Where o' where in any of the Living Streets proposals does Denver ever talk about imposing the type of policies that Carroll is talking about? Nowhere. They don't. Why? Because it would be stupid to try to turn Colorado Blvd into a Larimer Square. So why is he even talking about it?
I usually like the even-headed arguments Carroll sometimes brings to issues. But on this one he was completely off-base and disingenuous. –Jared Jacang Maher
Bravo, Ken, bravo!
All this talk about how Colorado Blvd is a terrible example because it's so suburban is quite discouraging. Redeveloping aging suburban commercial strips is the next great frontier in planning. It is definitely possible. Denver isn't quite there yet, since downtown is only now filling in.
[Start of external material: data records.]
//! Geometry primitives: [`Coord`] and [`Coord3`].

use std::fmt;
use std::ops::{Add, Sub};

use crate::ribi::Ribi;

// ---------------------------------------------------------------------------
// Coord
// ---------------------------------------------------------------------------

/// A 2D integer map position. X grows east, Y grows south.
#[derive(Copy, Clone, Debug, Default, PartialEq, Eq, Hash)]
#[cfg_attr(feature = "serde", derive(serde::Serialize, serde::Deserialize))]
pub struct Coord {
    pub x: i32,
    pub y: i32,
}

impl Coord {
    /// Origin (0, 0).
    pub const ZERO: Self = Self { x: 0, y: 0 };

    /// Create a new position.
    #[inline]
    pub const fn new(x: i32, y: i32) -> Self {
        Self { x, y }
    }

    /// Lift to a 3D position at height `z`.
    #[inline]
    pub const fn at_height(self, z: i32) -> Coord3 {
        Coord3::new(self.x, self.y, z)
    }
}

impl fmt::Display for Coord {
    fn fmt(&self, f: &mut fmt::Formatter<'_>) -> fmt::Result {
        write!(f, "({}, {})", self.x, self.y)
    }
}

impl Add for Coord {
    type Output = Self;
    #[inline]
    fn add(self, rhs: Self) -> Self {
        Self::new(self.x + rhs.x, self.y + rhs.y)
    }
}

impl Sub for Coord {
    type Output = Self;
    #[inline]
    fn sub(self, rhs: Self) -> Self {
        Self::new(self.x - rhs.x, self.y - rhs.y)
    }
}

impl Add<Ribi> for Coord {
    type Output = Self;
    /// Step one tile in a single direction. Combined masks step on both
    /// axes at once (a diagonal step), matching the mask's bit content.
    #[inline]
    fn add(self, rhs: Ribi) -> Self {
        self + rhs.to_delta()
    }
}

// ---------------------------------------------------------------------------
// Coord3
// ---------------------------------------------------------------------------

/// A 3D tile position: 2D map cell plus height level.
#[derive(Copy, Clone, Debug, Default, PartialEq, Eq, Hash)]
#[cfg_attr(feature = "serde", derive(serde::Serialize, serde::Deserialize))]
pub struct Coord3 {
    pub x: i32,
    pub y: i32,
    pub z: i32,
}

impl Coord3 {
    pub const ZERO: Self = Self { x: 0, y: 0, z: 0 };

    #[inline]
    pub const fn new(x: i32, y: i32, z: i32) -> Self {
        Self { x, y, z }
    }

    /// Drop the height component.
    #[inline]
    pub const fn to_2d(self) -> Coord {
        Coord::new(self.x, self.y)
    }
}

impl Add for Coord3 {
    type Output = Self;
    #[inline]
    fn add(self, rhs: Self) -> Self {
        Self::new(self.x + rhs.x, self.y + rhs.y, self.z + rhs.z)
    }
}

impl Sub for Coord3 {
    type Output = Self;
    #[inline]
    fn sub(self, rhs: Self) -> Self {
        Self::new(self.x - rhs.x, self.y - rhs.y, self.z - rhs.z)
    }
}

impl fmt::Display for Coord3 {
    fn fmt(&self, f: &mut fmt::Formatter<'_>) -> fmt::Result {
        write!(f, "({}, {}, {})", self.x, self.y, self.z)
    }
}

// ---------------------------------------------------------------------------
// Distances
// ---------------------------------------------------------------------------

/// Straight-line tile distance (Chebyshev): the number of tiles a path may
/// cross when diagonal staircase travel is available. Never overestimates
/// the hop count of a 4-way path, so it is safe as an A* heuristic term.
#[inline]
pub fn straight_dist(a: Coord, b: Coord) -> u32 {
    (a.x - b.x).unsigned_abs().max((a.y - b.y).unsigned_abs())
}

/// Manhattan (L1) distance.
#[inline]
pub fn manhattan(a: Coord, b: Coord) -> u32 {
    (a.x - b.x).unsigned_abs() + (a.y - b.y).unsigned_abs()
}
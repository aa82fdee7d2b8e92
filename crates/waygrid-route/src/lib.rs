//! Route search for tile-based transport networks.
//!
//! The engine computes ordered tile sequences for vehicles over road, rail,
//! water and air networks, and also runs the large-scale background route
//! discovery that feeds city traffic economics:
//!
//! - **Core search** ([`Route::calc_route`]) — A* with lazy deletion, turn
//!   penalties, three-tier weight-limit enforcement and, on water, jump
//!   point pruning.
//! - **Ocean assembly** ([`Route::calc_ocean_route`]) — straight staircase
//!   lines over open water with searched detours around small land gaps.
//! - **Unknown-target search** ([`Route::find_route`]) — route to the
//!   nearest tile accepted by the capability's target test.
//! - **City-traffic discovery** ([`Route::discover_city_routes`]) — a
//!   relaxed search recording journey-time estimates to every reachable
//!   destination, pausable via a two-phase barrier.
//!
//! Searches borrow a [`SearchContext`] (map, settings, node pool, visited
//! marker) and a [`WayPather`] capability describing the travelling entity.
//! Memory is recycled through [`NodePool`], whose slot count bounds search
//! concurrency.

mod arena;
mod discovery;
mod marker;
mod ocean;
mod pather;
mod postprocess;
mod queue;
mod route;
mod search;

pub use arena::{NO_PARENT, NodeBuffer, NodePool, SearchNode};
pub use discovery::{
    CarRouteSink, CityConnexions, Destination, DiscoveryPacer, DiscoveryParams,
    FALLBACK_JOURNEY_TIME_PER_TILE, FindRouteParams,
};
pub use marker::Marker;
pub use ocean::OCEAN_LAND_GAP_TOLERANCE;
pub use pather::WayPather;
pub use queue::OpenQueue;
pub use route::{Route, RouteResult, WEIGHT_UNLIMITED};
pub use search::{PLATFORM_END_SENTINEL, SearchContext, SearchMode, SearchParams};
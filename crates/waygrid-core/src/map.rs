//! The tile map and the city/building registries.
//!
//! `TileMap` stores tiles per 2D cell, sorted by height, and answers the
//! queries the route search needs: 3D lookup, surface lookup, and the
//! typed neighbour query that follows a way of a given type across a cell
//! boundary (including one-level height transitions at slopes).

use crate::geom::{Coord, Coord3};
use crate::ribi::Ribi;
use crate::tile::{Tile, WayType};

/// Identifier into the map's city registry.
#[derive(Copy, Clone, Debug, PartialEq, Eq, Hash)]
#[cfg_attr(feature = "serde", derive(serde::Serialize, serde::Deserialize))]
pub struct CityId(pub u16);

/// Identifier into the map's building registry.
#[derive(Copy, Clone, Debug, PartialEq, Eq, Hash)]
#[cfg_attr(feature = "serde", derive(serde::Serialize, serde::Deserialize))]
pub struct BuildingId(pub u32);

#[derive(Copy, Clone, Debug, PartialEq, Eq)]
pub enum BuildingKind {
    Industry,
    Attraction,
    CityBuilding,
}

/// A building the traffic discovery may record routes to.
#[derive(Clone, Debug)]
pub struct Building {
    pub kind: BuildingKind,
    pub pos: Coord,
    /// Visitor demand after adjustment; used to gate route recording.
    pub visitor_demand: u16,
    /// Industries that only consume goods are always worth recording.
    pub consumer_only: bool,
}

/// A town: the discovery variant records connection times between the
/// origin town and everything it reaches.
#[derive(Clone, Debug)]
pub struct City {
    /// The road tile in front of the town hall; city destinations are
    /// recognised by reaching exactly this cell.
    pub townhall_road: Coord,
    pub min: Coord,
    pub max: Coord,
}

impl City {
    #[inline]
    pub fn contains(&self, c: Coord) -> bool {
        c.x >= self.min.x && c.x <= self.max.x && c.y >= self.min.y && c.y <= self.max.y
    }
}

/// The map: read-only during searches.
pub struct TileMap {
    width: i32,
    height: i32,
    /// Tiles per 2D cell, ascending by z. Almost always zero or one entry.
    cells: Vec<Vec<Tile>>,
    tile_count: u32,
    cities: Vec<City>,
    buildings: Vec<Building>,
}

impl TileMap {
    pub fn new(width: i32, height: i32) -> Self {
        assert!(width > 0 && height > 0, "TileMap: degenerate size {width}x{height}");
        Self {
            width,
            height,
            cells: vec![Vec::new(); (width as usize) * (height as usize)],
            tile_count: 0,
            cities: Vec::new(),
            buildings: Vec::new(),
        }
    }

    #[inline]
    pub fn width(&self) -> i32 {
        self.width
    }

    #[inline]
    pub fn height(&self) -> i32 {
        self.height
    }

    #[inline]
    pub fn size(&self) -> Coord {
        Coord::new(self.width, self.height)
    }

    /// Total number of tiles, which is also the marker capacity.
    #[inline]
    pub fn tile_count(&self) -> usize {
        self.tile_count as usize
    }

    #[inline]
    pub fn is_within_limits(&self, c: Coord) -> bool {
        c.x >= 0 && c.y >= 0 && c.x < self.width && c.y < self.height
    }

    #[inline]
    fn cell_index(&self, c: Coord) -> Option<usize> {
        if self.is_within_limits(c) {
            Some((c.y as usize) * (self.width as usize) + c.x as usize)
        } else {
            None
        }
    }

    /// Insert a tile, assigning its dense index. Replaces any existing
    /// tile at the same 3D position.
    pub fn insert(&mut self, mut tile: Tile) {
        let ci = self
            .cell_index(tile.pos.to_2d())
            .unwrap_or_else(|| panic!("TileMap::insert: {} outside map", tile.pos));
        let cell = &mut self.cells[ci];
        if let Some(existing) = cell.iter_mut().find(|t| t.pos.z == tile.pos.z) {
            tile.index = existing.index;
            *existing = tile;
            return;
        }
        tile.index = self.tile_count;
        self.tile_count += 1;
        cell.push(tile);
        cell.sort_by_key(|t| t.pos.z);
    }

    /// Tile at an exact 3D position.
    pub fn lookup(&self, pos: Coord3) -> Option<&Tile> {
        let ci = self.cell_index(pos.to_2d())?;
        self.cells[ci].iter().find(|t| t.pos.z == pos.z)
    }

    /// Mutable lookup, for world building only.
    pub fn lookup_mut(&mut self, pos: Coord3) -> Option<&mut Tile> {
        let ci = self.cell_index(pos.to_2d())?;
        self.cells[ci].iter_mut().find(|t| t.pos.z == pos.z)
    }

    /// The ground tile of a cell (lowest height level).
    pub fn lookup_surface(&self, c: Coord) -> Option<&Tile> {
        let ci = self.cell_index(c)?;
        self.cells[ci].first()
    }

    /// Follow a way of type `wt` from `from` one tile in direction `dir`.
    ///
    /// Returns the connected neighbour tile, tolerating a one-level height
    /// transition (slopes, bridge ramps). `dir` must be a single direction.
    pub fn neighbour(&self, from: &Tile, wt: WayType, dir: Ribi) -> Option<&Tile> {
        debug_assert!(dir.is_single());
        let target = from.pos.to_2d() + dir;
        let ci = self.cell_index(target)?;
        self.cells[ci]
            .iter()
            .filter(|t| t.supports(wt) && (t.pos.z - from.vmove(dir)).abs() <= 1)
            .min_by_key(|t| (t.pos.z - from.vmove(dir)).abs())
    }

    /// Directions in which open water continues from this tile: a bit is
    /// set when the neighbouring cell's surface is water. Land and the map
    /// edge clear their bits. This is what forces (and permits) turns in
    /// the water jump-point pruning.
    pub fn water_ribi(&self, tile: &Tile) -> Ribi {
        let mut r = Ribi::NONE;
        for dir in Ribi::NESW {
            if self
                .lookup_surface(tile.pos.to_2d() + dir)
                .is_some_and(|t| t.water)
            {
                r |= dir;
            }
        }
        r
    }

    // -- registries ---------------------------------------------------------

    pub fn add_city(&mut self, city: City) -> CityId {
        let id = CityId(self.cities.len() as u16);
        self.cities.push(city);
        id
    }

    #[inline]
    pub fn city(&self, id: CityId) -> &City {
        &self.cities[id.0 as usize]
    }

    /// The city whose bounds contain `c`, if any.
    pub fn city_at(&self, c: Coord) -> Option<CityId> {
        self.cities
            .iter()
            .position(|city| city.contains(c))
            .map(|i| CityId(i as u16))
    }

    pub fn add_building(&mut self, building: Building) -> BuildingId {
        let id = BuildingId(self.buildings.len() as u32);
        self.buildings.push(building);
        id
    }

    #[inline]
    pub fn building(&self, id: BuildingId) -> &Building {
        &self.buildings[id.0 as usize]
    }
}
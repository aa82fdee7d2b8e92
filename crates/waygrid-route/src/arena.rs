//! Reusable node storage for searches.
//!
//! A search allocates nothing: it checks a pre-sized node buffer out of the
//! [`NodePool`], fills it, and hands it back when the guard drops. The pool
//! holds a small fixed number of buffers, which is therefore the hard upper
//! bound on concurrent searches; running out is a configuration bug, not
//! backpressure, and aborts the process.

use std::sync::{Mutex, MutexGuard, TryLockError};

use waygrid_core::{Coord, Coord3, Ribi};

/// Parent sentinel for the start node.
pub const NO_PARENT: u32 = u32::MAX;

/// Number of buffers in a pool; matches the expected worker thread count.
const POOL_SLOTS: usize = 4;

/// One A* open/closed-set entry. Nodes live in a [`NodeBuffer`] and refer
/// to their parent by index; they are never mutated after being pushed, so
/// the parent links always form a forest.
#[derive(Copy, Clone, Debug)]
pub struct SearchNode {
    pub parent: u32,
    pub pos: Coord3,
    /// Accumulated true cost from the start.
    pub g: u32,
    /// Heap key: `g` plus heuristic (scaled), or `g` alone in simplified
    /// modes.
    pub f: u32,
    /// Combined direction description of how this node was reached, used
    /// to grade turns.
    pub dir: Ribi,
    /// The single direction of the step that reached this node.
    pub ribi_from: Ribi,
    /// Hops from the start node; sizes the final path buffer.
    pub count: u32,
    /// Directions the water jump-point pruning still allows from here.
    pub jps_ribi: Ribi,
}

/// Fixed pool of node buffers shared by all searches.
pub struct NodePool {
    slots: Vec<Mutex<Vec<SearchNode>>>,
    max_step: u32,
}

impl NodePool {
    /// Size the pool from the configured step budget, capped by what the
    /// world could ever need (twice its tile count).
    pub fn new(max_route_steps: u32, world_size: Option<Coord>) -> Self {
        Self::with_slots(max_route_steps, world_size, POOL_SLOTS)
    }

    /// As [`NodePool::new`] with an explicit slot count, for worlds whose
    /// worker thread count differs from the default.
    pub fn with_slots(max_route_steps: u32, world_size: Option<Coord>, slots: usize) -> Self {
        assert!(slots > 0, "NodePool: need at least one buffer");
        let world_cap = match world_size {
            Some(s) => (s.x as u32).saturating_mul(s.y as u32).saturating_mul(2),
            None => max_route_steps,
        };
        let max_step = max_route_steps.min(world_cap).max(1);
        let slots = (0..slots)
            .map(|_| Mutex::new(Vec::with_capacity(max_step as usize + 6)))
            .collect();
        Self { slots, max_step }
    }

    /// The per-search node budget.
    #[inline]
    pub fn max_step(&self) -> u32 {
        self.max_step
    }

    /// Check out an empty buffer. The buffer returns to the pool when the
    /// guard drops, covering every search exit path.
    ///
    /// # Panics
    ///
    /// When all buffers are in use: more concurrent searches than the pool
    /// was configured for is an orchestration bug that cannot be handled
    /// at the call site.
    pub fn acquire(&self) -> NodeBuffer<'_> {
        for slot in &self.slots {
            let guard = match slot.try_lock() {
                Ok(g) => g,
                // A poisoned slot only means a previous search panicked;
                // the buffer content is cleared on checkout anyway.
                Err(TryLockError::Poisoned(p)) => p.into_inner(),
                Err(TryLockError::WouldBlock) => continue,
            };
            let mut buf = NodeBuffer { nodes: guard };
            buf.nodes.clear();
            return buf;
        }
        panic!(
            "NodePool::acquire: all {} node buffers in use; too many concurrent searches",
            self.slots.len()
        );
    }
}

/// Scoped checkout of one node buffer.
pub struct NodeBuffer<'a> {
    nodes: MutexGuard<'a, Vec<SearchNode>>,
}

impl NodeBuffer<'_> {
    /// Append a node, returning its index.
    #[inline]
    pub fn push(&mut self, node: SearchNode) -> u32 {
        let idx = self.nodes.len() as u32;
        self.nodes.push(node);
        idx
    }

    /// Number of nodes created so far (the step count).
    #[inline]
    pub fn len(&self) -> u32 {
        self.nodes.len() as u32
    }

    #[inline]
    pub fn is_empty(&self) -> bool {
        self.nodes.is_empty()
    }
}

impl std::ops::Index<u32> for NodeBuffer<'_> {
    type Output = SearchNode;
    #[inline]
    fn index(&self, idx: u32) -> &SearchNode {
        &self.nodes[idx as usize]
    }
}

impl std::ops::IndexMut<u32> for NodeBuffer<'_> {
    #[inline]
    fn index_mut(&mut self, idx: u32) -> &mut SearchNode {
        &mut self.nodes[idx as usize]
    }
}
But once land downtown starts to become scarce, you will see places like Colorado Boulevard redevelop to become more urban (especially if they have good transit).
Here are some links to examples of planning to do just that at locations around the DC area (just because I'm familiar with them). All are suburban corridors planning to become more urban. Maryland Route 355 in particular is remarkably similar to Colorado Blvd around where it meets I-25. Tysons Corner is, if anything, worse.
White Flint Plan, Twinbrook Commons Plan, and Rockville Pike Plan for Maryland Route 355.
Tysons Corner Plan and Summary of Falls Church Development for Virginia Route 7.
Fairfax Boulevard Plan for US Route 50 (the same 50 that goes through Pueblo).
Columbia Pike Plan for Virginia Route 244.
Yes. Make our streets/neighborhoods safer and more "liveable."
They paved paradise and put up a parking lot.
Screw them. If it were up to me I would level Colorado Blvd and start over.
Well said, Ken. Denver is my hometown, but the whole 'car-first' thing is one of the primary reasons we will have difficulty moving back. Here in Brussels, we have one nice car…which I have never driven in the almost-two-years we've lived here. 🙂
Vincent Carroll is a right-wing hack and a voice of "the establishment" to boot. I'm no fan of the Denver Post nor it's right-wing editorial staffers. I'll rejoice when the Post joins the Rocky Mountain News and the "town-criers" of years and years and years past and whale oil lamps… Embrace the future, kiss the past (and the Post) goodbye.
I wish I had written this! Bravo! Did you copy the Denver Post?
Anonymous asked, "Is there anything I can do to make sure the Living Streets Initiative is successful?" Yes, there are a wide array of alternatives one can adopt to ensure "initiatives" such as living street become successful. For one, stop driving as often and opt for walking and riding alternatives. Also become engaged in you neighborhood's goings on. For more immediate action, go to the denver living streets.org website and complete there monkey survey, someone will be most gratified, I am sure.